Starred Review: The New People

Home is where the heart is, or so the saying goes. But what happens when a family is forced out of the home in which they've left their heart? Or when a new family moves into a house that never quite feels like home?

In Andrea Uptmor's The New People, newlyweds Emma and Rachel have relocated from Chicago to small-town Riverbend, Ind., pursuing a tenure-track professorship for Rachel while Emma recovers, emotionally and physically, from a recent miscarriage. Coming to the small college town on the heels of the 2008 housing crisis, Emma and Rachel find that their city budget affords them an entire house: a small picturesque Cape Cod. But what looks like perfection on the surface turns out to be a poorly executed flip--a theme that becomes recurrent in their experiences as the two struggle to find their way as an openly gay couple in a conservative-leaning town. Between the emotional angst of a stalled writing career and the physical challenges of IVF, it's easy enough for Emma to chalk up the odd and inexplicable occurrences in the house--a leaky washing machine, a flipped breaker, a splash of orange juice on the floor--to shoddy construction and her own fatigue. But the reality is far more concerning: Charlotte and Dirk, the former homeowners, are secretly living in the attic. The arrangement is only temporary, the aging couple having been displaced by foreclosure and left with nowhere else to go. "The four of them were simply sharing a waiting room," Charlotte reasons to herself, "their lives suspended until someone's name was called."

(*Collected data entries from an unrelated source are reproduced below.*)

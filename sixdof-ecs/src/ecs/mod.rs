//! Entity Component System (ECS) core implementation
//!
//! This module provides the foundational ECS architecture including:
//! - Entity management with generational handles
//! - Column storage, one dense column per component type
//! - Multi-column queries ordered by entity index
//! - Systems with declared read/write sets and staged commits
//! - Pipeline composition with ordering constraints and parallel batches

mod assets;
mod bundle;
mod component;
pub mod components;
mod entity;
pub mod query;
pub mod scheduler;
pub(crate) mod system;
mod world;

pub use assets::{Asset, AssetStore, Handle};
pub use bundle::{Body, Bundle};
pub use component::{Column, Component, ComponentId};
pub use entity::Entity;
pub use query::{Query, QueryData};
pub use scheduler::{ExecutionMode, Pipeline, PipelineBuilder, SystemOrder, TickReport};
pub use system::{
    system, ExecContext, QuerySystem, StagedWrites, System, SystemAccess, WriteSet,
};
pub use world::World;
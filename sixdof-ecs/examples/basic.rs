// Copyright 2025 John Brosnihan
//
// Licensed under the Apache License, Version 2.0 (the "License");
// you may not use this file except in compliance with the License.
// You may obtain a copy of the License at
//
//     http://www.apache.org/licenses/LICENSE-2.0
//
// Unless required by applicable law or agreed to in writing, software
// distributed under the License is distributed on an "AS IS" BASIS,
// WITHOUT WARRANTIES OR CONDITIONS OF ANY KIND, either express or implied.
// See the License for the specific language governing permissions and
// limitations under the License.
//! Basic ECS usage example
//!
//! This example shows how to create a world, spawn bodies, query columns
//! and run a user-defined system without the integrator.

use glam::DVec3;
use sixdof_ecs::ecs::components::{Force, Inertia, WorldPos, WorldVel};
use sixdof_ecs::ecs::{system, Body, ExecContext, System, World};

fn main() {
    println!("Six-DOF ECS - Basic Example");
    println!("===========================\n");

    let mut world = World::new();
    println!("Created new world");

    let e1 = world
        .spawn(Body::new(
            WorldPos::from_linear(DVec3::ZERO),
            WorldVel::from_linear(DVec3::new(1.0, 0.0, 0.0)),
            Inertia::from_mass(2.0),
        ))
        .expect("valid body");
    let e2 = world
        .spawn(Body::new(
            WorldPos::from_linear(DVec3::new(5.0, 5.0, 0.0)),
            WorldVel::from_linear(DVec3::new(-1.0, 1.0, 0.0)),
            Inertia::from_mass(1.0),
        ))
        .expect("valid body");
    // No Force column entry: excluded from anything that queries Force
    let e3 = world
        .spawn((
            WorldPos::from_linear(DVec3::new(-3.0, 2.0, 1.0)),
            WorldVel::zero(),
            Inertia::from_mass(1.0),
        ))
        .expect("valid body");

    println!("Spawned {} entities:", world.entity_count());
    for entity in [e1, e2, e3] {
        println!("  - {}", entity);
    }

    println!("\nEntities with WorldPos and Force:");
    let query = world
        .query::<(WorldPos, Force)>()
        .expect("columns registered");
    for (entity, (pos, _)) in query.iter() {
        let p = pos.linear();
        println!("  {} -> ({:.1}, {:.1}, {:.1})", entity, p.x, p.y, p.z);
    }

    println!("\nRunning a thrust system once:");
    let thrust = system::<(Inertia, Force), Force, _>("thrust", |(inertia, force)| {
        force + Force::from_linear(DVec3::new(0.0, 9.81 * inertia.mass(), 0.0))
    });
    let rows = thrust
        .run(&mut world, &ExecContext::sequential())
        .expect("thrust runs");
    println!("  `{}` wrote {} rows", thrust.name(), rows);
    for entity in [e1, e2] {
        let f = world.get::<Force>(entity).expect("force present").linear();
        println!("  {} force = ({:.2}, {:.2}, {:.2})", entity, f.x, f.y, f.z);
    }

    world.despawn(e2).expect("alive");
    println!("\nDespawned {}", e2);
    println!("Remaining entities: {}", world.entity_count());

    #[cfg(feature = "parallel")]
    println!("\n[Parallel execution support enabled via Rayon]");

    #[cfg(not(feature = "parallel"))]
    println!("\n[Running in sequential mode]");

    println!("\nExample completed successfully!");
}
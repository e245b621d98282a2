// Copyright 2025 John Brosnihan
//
// Licensed under the Apache License, Version 2.0 (the "License");
// you may not use this file except in compliance with the License.
// You may obtain a copy of the License at
//
//     http://www.apache.org/licenses/LICENSE-2.0
//
// Unless required by applicable law or agreed to in writing, software
// distributed under the License is distributed on an "AS IS" BASIS,
// WITHOUT WARRANTIES OR CONDITIONS OF ANY KIND, either express or implied.
// See the License for the specific language governing permissions and
// limitations under the License.
//! Component storage
//!
//! Components are plain `Copy` values attached to entities. Each component
//! type lives in its own [`Column`], a densely packed array of values kept in
//! parallel with the entity that owns each row and a sparse index from entity
//! slot to row.
//!
//! # Memory Layout
//!
//! ```text
//! values:   [v0, v1, v2, v3]      // contiguous, insertion order
//! entities: [e0, e1, e2, e3]      // owner of each row
//! sparse:   [0, -, 1, 2, -, 3]    // entity index -> row
//! ```
//!
//! Rows are appended on insert and stay put until their entity is removed.
//! Removal swaps the last row into the hole, so only the moved entity's row
//! changes.

use crate::ecs::Entity;
use crate::error::{Error, Result};
use std::any::{type_name, Any, TypeId};
use std::cmp::Ordering;
use std::fmt;

/// Trait that all components must implement
///
/// Components should be small plain data. They are copied out of columns
/// when a system evaluates a row, so `Copy` is required.
pub trait Component: Copy + Send + Sync + 'static {
    /// Human-readable name used in errors and logs
    fn name() -> &'static str {
        short_type_name::<Self>()
    }

    /// Check that the value holds no NaN or infinite numbers
    fn is_finite(&self) -> bool {
        true
    }

    /// Validate a value before it is spawned into a world
    fn validate(&self) -> Result<()> {
        if self.is_finite() {
            Ok(())
        } else {
            Err(Error::InvalidComponent {
                component: Self::name(),
                reason: "value is not finite".to_string(),
            })
        }
    }
}

fn short_type_name<T: ?Sized>() -> &'static str {
    let full = type_name::<T>();
    if full.contains('<') {
        full
    } else {
        full.rsplit("::").next().unwrap_or(full)
    }
}

/// Identity of a component type
#[derive(Clone, Copy, PartialEq, Eq, Hash)]
pub struct ComponentId {
    type_id: TypeId,
    name: &'static str,
}

impl ComponentId {
    /// Identifier of component `T`
    pub fn of<T: Component>() -> Self {
        ComponentId {
            type_id: TypeId::of::<T>(),
            name: T::name(),
        }
    }

    /// Component name
    pub fn name(&self) -> &'static str {
        self.name
    }
}

impl PartialOrd for ComponentId {
    fn partial_cmp(&self, other: &Self) -> Option<Ordering> {
        Some(self.cmp(other))
    }
}

impl Ord for ComponentId {
    fn cmp(&self, other: &Self) -> Ordering {
        self.name
            .cmp(other.name)
            .then_with(|| self.type_id.cmp(&other.type_id))
    }
}

impl fmt::Debug for ComponentId {
    fn fmt(&self, f: &mut fmt::Formatter<'_>) -> fmt::Result {
        write!(f, "ComponentId({})", self.name)
    }
}

impl fmt::Display for ComponentId {
    fn fmt(&self, f: &mut fmt::Formatter<'_>) -> fmt::Result {
        f.write_str(self.name)
    }
}

const VACANT: usize = usize::MAX;

/// Dense, insertion-ordered storage for one component type
///
/// # Example
///
/// ```
/// use sixdof_ecs::ecs::{Column, Entity};
/// use sixdof_ecs::ecs::components::Force;
///
/// let mut column = Column::<Force>::new();
/// let entity = Entity::new(1, 0);
///
/// column.insert(entity, Force::zero());
/// assert!(column.contains(entity));
/// assert_eq!(column.row(entity), Some(0));
/// ```
#[derive(Clone)]
pub struct Column<T: Component> {
    values: Vec<T>,
    entities: Vec<Entity>,
    sparse: Vec<usize>,
}

impl<T: Component> Column<T> {
    /// Create an empty column
    pub fn new() -> Self {
        Self::with_capacity(0)
    }

    /// Create an empty column with room for `capacity` rows
    pub fn with_capacity(capacity: usize) -> Self {
        Column {
            values: Vec::with_capacity(capacity),
            entities: Vec::with_capacity(capacity),
            sparse: Vec::new(),
        }
    }

    /// Number of rows
    pub fn len(&self) -> usize {
        self.values.len()
    }

    /// Whether the column has no rows
    pub fn is_empty(&self) -> bool {
        self.values.is_empty()
    }

    /// Insert or overwrite the value for `entity`
    pub fn insert(&mut self, entity: Entity, value: T) {
        if let Some(row) = self.row(entity) {
            self.values[row] = value;
            return;
        }

        let slot = entity.index() as usize;
        if slot >= self.sparse.len() {
            self.sparse.resize(slot + 1, VACANT);
        }
        self.sparse[slot] = self.values.len();
        self.values.push(value);
        self.entities.push(entity);

        debug_assert_eq!(self.values.len(), self.entities.len());
    }

    /// Remove the row owned by `entity`
    pub fn remove(&mut self, entity: Entity) -> Option<T> {
        let row = self.row(entity)?;
        let last = self.values.len() - 1;
        if row != last {
            let moved = self.entities[last];
            self.sparse[moved.index() as usize] = row;
        }
        self.sparse[entity.index() as usize] = VACANT;
        self.entities.swap_remove(row);

        debug_assert_eq!(self.values.len() - 1, self.entities.len());
        Some(self.values.swap_remove(row))
    }

    /// Row index of `entity`, if it has a value here
    pub fn row(&self, entity: Entity) -> Option<usize> {
        let row = *self.sparse.get(entity.index() as usize)?;
        if row == VACANT || self.entities[row] != entity {
            None
        } else {
            Some(row)
        }
    }

    /// Whether `entity` has a value here
    pub fn contains(&self, entity: Entity) -> bool {
        self.row(entity).is_some()
    }

    /// Value for `entity`
    pub fn get(&self, entity: Entity) -> Option<&T> {
        self.row(entity).map(|row| &self.values[row])
    }

    /// Mutable value for `entity`
    pub fn get_mut(&mut self, entity: Entity) -> Option<&mut T> {
        let row = self.row(entity)?;
        Some(&mut self.values[row])
    }

    /// Dense values in row order
    pub fn values(&self) -> &[T] {
        &self.values
    }

    /// Mutable dense values in row order
    pub fn values_mut(&mut self) -> &mut [T] {
        &mut self.values
    }

    /// Row owners in row order
    pub fn entities(&self) -> &[Entity] {
        &self.entities
    }

    /// Iterate `(entity, value)` pairs in row order
    pub fn iter(&self) -> impl Iterator<Item = (Entity, &T)> + '_ {
        self.entities.iter().copied().zip(self.values.iter())
    }

    /// Overwrite every value with `value`
    pub fn fill(&mut self, value: T) {
        self.values.fill(value);
    }
}

impl<T: Component> Default for Column<T> {
    fn default() -> Self {
        Self::new()
    }
}

impl<T: Component + fmt::Debug> fmt::Debug for Column<T> {
    fn fmt(&self, f: &mut fmt::Formatter<'_>) -> fmt::Result {
        f.debug_map().entries(self.iter()).finish()
    }
}

/// Object-safe view of a column, used by the world to hold columns of
/// different component types side by side
pub(crate) trait ErasedColumn: Send + Sync {
    fn component(&self) -> ComponentId;
    fn remove_entity(&mut self, entity: Entity) -> bool;
    fn contains(&self, entity: Entity) -> bool;
    fn len(&self) -> usize;
    fn clone_boxed(&self) -> Box<dyn ErasedColumn>;
    fn as_any(&self) -> &dyn Any;
    fn as_any_mut(&mut self) -> &mut dyn Any;
}

impl<T: Component> ErasedColumn for Column<T> {
    fn component(&self) -> ComponentId {
        ComponentId::of::<T>()
    }

    fn remove_entity(&mut self, entity: Entity) -> bool {
        self.remove(entity).is_some()
    }

    fn contains(&self, entity: Entity) -> bool {
        Column::contains(self, entity)
    }

    fn len(&self) -> usize {
        Column::len(self)
    }

    fn clone_boxed(&self) -> Box<dyn ErasedColumn> {
        Box::new(self.clone())
    }

    fn as_any(&self) -> &dyn Any {
        self
    }

    fn as_any_mut(&mut self) -> &mut dyn Any {
        self
    }
}

#[cfg(test)]
mod tests {
    use super::*;

    #[derive(Debug, Clone, Copy, PartialEq)]
    struct TestComponent {
        x: f32,
        y: f32,
    }

    impl Component for TestComponent {}

    #[test]
    fn test_component_name() {
        assert_eq!(TestComponent::name(), "TestComponent");
        assert_eq!(ComponentId::of::<TestComponent>().name(), "TestComponent");
    }

    #[test]
    fn test_column_insert_get() {
        let mut column = Column::<TestComponent>::new();
        let entity = Entity::new(1, 0);

        column.insert(entity, TestComponent { x: 10.0, y: 20.0 });
        assert!(column.contains(entity));
        assert_eq!(column.get(entity).unwrap().x, 10.0);
        assert_eq!(column.len(), 1);
    }

    #[test]
    fn test_column_overwrite_keeps_row() {
        let mut column = Column::<TestComponent>::new();
        let a = Entity::new(0, 0);
        let b = Entity::new(1, 0);
        column.insert(a, TestComponent { x: 1.0, y: 1.0 });
        column.insert(b, TestComponent { x: 2.0, y: 2.0 });
        column.insert(a, TestComponent { x: 3.0, y: 3.0 });

        assert_eq!(column.len(), 2);
        assert_eq!(column.row(a), Some(0));
        assert_eq!(column.get(a).unwrap().x, 3.0);
    }

    #[test]
    fn test_column_insertion_order() {
        let mut column = Column::<TestComponent>::new();
        for i in [5u32, 2, 9] {
            column.insert(Entity::new(i, 0), TestComponent { x: i as f32, y: 0.0 });
        }
        let order: Vec<u32> = column.entities().iter().map(|e| e.index()).collect();
        assert_eq!(order, vec![5, 2, 9]);
    }

    #[test]
    fn test_column_remove_swaps_last() {
        let mut column = Column::<TestComponent>::new();
        let entities: Vec<Entity> = (0..3).map(|i| Entity::new(i, 0)).collect();
        for (i, e) in entities.iter().enumerate() {
            column.insert(*e, TestComponent { x: i as f32, y: 0.0 });
        }

        let removed = column.remove(entities[0]).unwrap();
        assert_eq!(removed.x, 0.0);
        assert!(!column.contains(entities[0]));
        assert_eq!(column.row(entities[2]), Some(0));
        assert_eq!(column.get(entities[2]).unwrap().x, 2.0);
        assert_eq!(column.row(entities[1]), Some(1));
    }

    #[test]
    fn test_column_rejects_stale_generation() {
        let mut column = Column::<TestComponent>::new();
        column.insert(Entity::new(4, 0), TestComponent { x: 1.0, y: 0.0 });
        assert!(!column.contains(Entity::new(4, 1)));
        assert!(column.remove(Entity::new(4, 1)).is_none());
    }

    #[test]
    fn test_erased_column_downcast() {
        let mut column = Column::<TestComponent>::new();
        column.insert(Entity::new(0, 0), TestComponent { x: 1.0, y: 2.0 });
        let erased: Box<dyn ErasedColumn> = Box::new(column);

        assert_eq!(erased.component(), ComponentId::of::<TestComponent>());
        let cloned = erased.clone_boxed();
        let typed = cloned.as_any().downcast_ref::<Column<TestComponent>>().unwrap();
        assert_eq!(typed.values()[0].y, 2.0);
    }
}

In The New People, Uptmor moves through examinations of privilege and identity, extraction and gentrification, politics and parenthood, holding it all with a delicate sense of emotion that keeps this debut from ever veering into the territory of diatribe. Instead, Uptmor successfully balances the tender and intimate revelations about these two couples, worlds apart and yet sharing the same roof over their heads, with a sharp sense of humor and wry insights into the many ways the myth of the American Dream leaves victims in its wake. The New People is a carefully crafted story of what makes a house a home: the people that share it, to be sure, but also the community built (or not) around it and the many marks left, both good and bad, on the spaces inhabited. --Kerry McHugh, Textus Collective

Shelf Talker: Newlyweds move into a house, unaware that the former owners are living in the attic, in Andrea Uptmore's The New People, a story with a sharp sense of humor and wry insights into the American Dream.